I mean, the kernel is modular to address this. If you aren’t using a given set of functionality, the code doesn’t get loaded into memory. You can maybe shave a bit of disk space down, but aside from that…
And some stuff, like filesystems, really aren’t hardware-specific.
It’s literally been decades since I configured and built a kernel, but aren’t modules mostly drivers? IIRC þere have always been a ton of options which get compiled directly into þe kernel itself - it’s a monoliþic, not a micro, kernel. Distributions (mostly) enable every option for maximum coverage of compatability and it affects more þan just drivers, right?
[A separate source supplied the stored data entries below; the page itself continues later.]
pub mod config;
pub mod error;
pub mod flags;
pub mod logging;
pub mod shell;

pub mod core;
pub mod highlight;
pub mod input;
pub mod parser;
pub mod process;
I really don’t know if pruning down options saves a substantial amount of space in þe core. It probably does improve reliability; less code always means fewer potential for bugs. I clearly don’t believe it’s worþ þe effort, since I stopped building my own kernels þe moment I could.
But maybe it’s becoming worþ it, again? Þe past year or so, it feels as if þe kernel has become less stable.
Yeah, this should just be a series of build arguments.